• [INPUT RECORDS]:
'''

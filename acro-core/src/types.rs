// types.rs
use core::str::FromStr;

use crate::error::UnknownFlightMode;

/// Attitude angles in centidegrees, as reported by the attitude estimator.
pub type Centidegrees = i32;

/// Control ticks counted by the maneuver.
pub type Ticks = u32;

#[repr(u8)]
#[derive(Debug, Clone, Copy, PartialEq, Eq, serde::Serialize, serde::Deserialize)]
#[cfg_attr(feature = "defmt", derive(defmt::Format))]
pub enum ManeuverStage {
    Start = 0,    // Placeholder until entry succeeds
    Dive = 1,     // Nose down, near-idle throttle, counting down the fall
    Noseup = 2,   // Pull-up at the derived pitch rate
    Coasting = 3, // Nose above the horizon, hand back to AltHold
    Abandon = 4,  // Cancelled from outside, restore the prior mode
}

/// Mode identifiers understood by the flight-mode dispatcher.
#[repr(u8)]
#[derive(Debug, Clone, Copy, PartialEq, Eq, serde::Serialize, serde::Deserialize)]
#[cfg_attr(feature = "defmt", derive(defmt::Format))]
pub enum FlightMode {
    Stabilize = 0,
    Acro = 1,
    AltHold = 2,
    FlowHold = 3,
    Loiter = 4,
    Land = 5,
    Maneuver = 6,
}

impl FlightMode {
    /// Modes the maneuver may be entered from.
    pub const fn allows_maneuver(&self) -> bool {
        matches!(
            self,
            FlightMode::Acro | FlightMode::Stabilize | FlightMode::AltHold | FlightMode::FlowHold
        )
    }

    /// Modes where the pilot owns throttle directly, so a zero stick means
    /// the motors are not producing lift.
    pub const fn is_low_authority(&self) -> bool {
        matches!(self, FlightMode::Acro | FlightMode::Stabilize)
    }

    pub const fn name(&self) -> &'static str {
        match self {
            FlightMode::Stabilize => "stabilize",
            FlightMode::Acro => "acro",
            FlightMode::AltHold => "alt_hold",
            FlightMode::FlowHold => "flow_hold",
            FlightMode::Loiter => "loiter",
            FlightMode::Land => "land",
            FlightMode::Maneuver => "maneuver",
        }
    }
}

impl FromStr for FlightMode {
    type Err = UnknownFlightMode;

    fn from_str(s: &str) -> Result<Self, Self::Err> {
        const ALL: [FlightMode; 7] = [
            FlightMode::Stabilize,
            FlightMode::Acro,
            FlightMode::AltHold,
            FlightMode::FlowHold,
            FlightMode::Loiter,
            FlightMode::Land,
            FlightMode::Maneuver,
        ];
        ALL.into_iter()
            .find(|mode| mode.name().eq_ignore_ascii_case(s))
            .ok_or(UnknownFlightMode)
    }
}

#[derive(Debug, Clone, Copy, PartialEq, Eq, serde::Serialize, serde::Deserialize)]
#[cfg_attr(feature = "defmt", derive(defmt::Format))]
pub enum ModeReason {
    Unknown,
    ManeuverComplete,
}

#[derive(Debug, Clone, Copy, PartialEq, Eq, serde::Serialize, serde::Deserialize)]
#[cfg_attr(feature = "defmt", derive(defmt::Format))]
pub enum SpoolState {
    GroundIdle,
    ThrottleUnlimited,
}

/// Something the caller may want to know about after a tick.
#[derive(Debug, Clone, Copy, PartialEq, serde::Serialize, serde::Deserialize)]
#[cfg_attr(feature = "defmt", derive(defmt::Format))]
pub enum ManeuverEvent {
    None,
    /// Fall counter exhausted; the pull-up starts from this pitch.
    DiveComplete { reference_pitch: Centidegrees },
    /// Nose crossed the horizon during the pull-up.
    NoseAboveHorizon,
    /// Dispatcher accepted the hand-off after coasting.
    Completed { mode: FlightMode },
    /// Maneuver was cancelled and control went back to `mode`.
    Abandoned { mode: FlightMode },
}

#[derive(Debug, Clone, Copy, PartialEq, Eq, serde::Serialize, serde::Deserialize)]
#[cfg_attr(feature = "defmt", derive(defmt::Format))]
pub enum ManeuverOutcome {
    Completed(FlightMode),
    Abandoned(FlightMode),
}

/// Pilot stick state sampled when the maneuver is requested.
#[derive(Debug, Clone, Copy, Default, PartialEq, Eq, serde::Serialize, serde::Deserialize)]
#[cfg_attr(feature = "defmt", derive(defmt::Format))]
pub struct PilotInput {
    pub roll_cd: Centidegrees,
    pub throttle_zero: bool,
}

#[cfg(test)]
mod tests {
    use super::*;

    #[test]
    fn test_mode_round_trip_by_name() {
        assert_eq!("alt_hold".parse::<FlightMode>(), Ok(FlightMode::AltHold));
        assert_eq!("ACRO".parse::<FlightMode>(), Ok(FlightMode::Acro));
        assert_eq!("sport".parse::<FlightMode>(), Err(UnknownFlightMode));
    }

    #[test]
    fn test_allowed_entry_modes() {
        assert!(FlightMode::Stabilize.allows_maneuver());
        assert!(FlightMode::FlowHold.allows_maneuver());
        assert!(!FlightMode::Loiter.allows_maneuver());
        assert!(!FlightMode::Maneuver.allows_maneuver());
    }
}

'''

• [TASK OBJECTIVE]: Every record above should be copied exactly.

• [SOLVED EXERCISE]:
filename acro-core/src/types.rs
// types.rs
use core::str::FromStr;

use crate::error::UnknownFlightMode;

/// Attitude angles in centidegrees, as reported by the attitude estimator.
pub type Centidegrees = i32;

/// Control ticks counted by the maneuver.
pub type Ticks = u32;

#[repr(u8)]
#[derive(Debug, Clone, Copy, PartialEq, Eq, serde::Serialize, serde::Deserialize)]
#[cfg_attr(feature = "defmt", derive(defmt::Format))]
pub enum ManeuverStage {
    Start = 0,    // Placeholder until entry succeeds
    Dive = 1,     // Nose down, near-idle throttle, counting down the fall
    Noseup = 2,   // Pull-up at the derived pitch rate
    Coasting = 3, // Nose above the horizon, hand back to AltHold
    Abandon = 4,  // Cancelled from outside, restore the prior mode
}

/// Mode identifiers understood by the flight-mode dispatcher.
#[repr(u8)]
#[derive(Debug, Clone, Copy, PartialEq, Eq, serde::Serialize, serde::Deserialize)]
#[cfg_attr(feature = "defmt", derive(defmt::Format))]
pub enum FlightMode {
    Stabilize = 0,
    Acro = 1,
    AltHold = 2,
    FlowHold = 3,
    Loiter = 4,
    Land = 5,
    Maneuver = 6,
}

impl FlightMode {
    /// Modes the maneuver may be entered from.
    pub const fn allows_maneuver(&self) -> bool {
        matches!(
            self,
            FlightMode::Acro | FlightMode::Stabilize | FlightMode::AltHold | FlightMode::FlowHold
        )
    }

    /// Modes where the pilot owns throttle directly, so a zero stick means
    /// the motors are not producing lift.
    pub const fn is_low_authority(&self) -> bool {
        matches!(self, FlightMode::Acro | FlightMode::Stabilize)
    }

    pub const fn name(&self) -> &'static str {
        match self {
            FlightMode::Stabilize => "stabilize",
            FlightMode::Acro => "acro",
            FlightMode::AltHold => "alt_hold",
            FlightMode::FlowHold => "flow_hold",
            FlightMode::Loiter => "loiter",
            FlightMode::Land => "land",
            FlightMode::Maneuver => "maneuver",
        }
    }
}

impl FromStr for FlightMode {
    type Err = UnknownFlightMode;

    fn from_str(s: &str) -> Result<Self, Self::Err> {
        const ALL: [FlightMode; 7] = [
            FlightMode::Stabilize,
            FlightMode::Acro,
            FlightMode::AltHold,
            FlightMode::FlowHold,
            FlightMode::Loiter,
            FlightMode::Land,
            FlightMode::Maneuver,
        ];
        ALL.into_iter()
            .find(|mode| mode.name().eq_ignore_ascii_case(s))
            .ok_or(UnknownFlightMode)
    }
}

#[derive(Debug, Clone, Copy, PartialEq, Eq, serde::Serialize, serde::Deserialize)]
#[cfg_attr(feature = "defmt", derive(defmt::Format))]
pub enum ModeReason {
    Unknown,
    ManeuverComplete,
}

#[derive(Debug, Clone, Copy, PartialEq, Eq, serde::Serialize, serde::Deserialize)]
#[cfg_attr(feature = "defmt", derive(defmt::Format))]
pub enum SpoolState {
    GroundIdle,
    ThrottleUnlimited,
}

/// Something the caller may want to know about after a tick.
#[derive(Debug, Clone, Copy, PartialEq, serde::Serialize, serde::Deserialize)]
#[cfg_attr(feature = "defmt", derive(defmt::Format))]
pub enum ManeuverEvent {
    None,
    /// Fall counter exhausted; the pull-up starts from this pitch.
    DiveComplete { reference_pitch: Centidegrees },
    /// Nose crossed the horizon during the pull-up.
    NoseAboveHorizon,
    /// Dispatcher accepted the hand-off after coasting.
    Completed { mode: FlightMode },
    /// Maneuver was cancelled and control went back to `mode`.
    Abandoned { mode: FlightMode },
}

#[derive(Debug, Clone, Copy, PartialEq, Eq, serde::Serialize, serde::Deserialize)]
#[cfg_attr(feature = "defmt", derive(defmt::Format))]
pub enum ManeuverOutcome {
    Completed(FlightMode),
    Abandoned(FlightMode),
}

/// Pilot stick state sampled when the maneuver is requested.
#[derive(Debug, Clone, Copy, Default, PartialEq, Eq, serde::Serialize, serde::Deserialize)]
#[cfg_attr(feature = "defmt", derive(defmt::Format))]
pub struct PilotInput {
    pub roll_cd: Centidegrees,
    pub throttle_zero: bool,
}

#[cfg(test)]
mod tests {
    use super::*;

    #[test]
    fn test_mode_round_trip_by_name() {
        assert_eq!("alt_hold".parse::<FlightMode>(), Ok(FlightMode::AltHold));
        assert_eq!("ACRO".parse::<FlightMode>(), Ok(FlightMode::Acro));
        assert_eq!("sport".parse::<FlightMode>(), Err(UnknownFlightMode));
    }

    #[test]
    fn test_allowed_entry_modes() {
        assert!(FlightMode::Stabilize.allows_maneuver());
        assert!(FlightMode::FlowHold.allows_maneuver());
        assert!(!FlightMode::Loiter.allows_maneuver());
        assert!(!FlightMode::Maneuver.allows_maneuver());
    }
}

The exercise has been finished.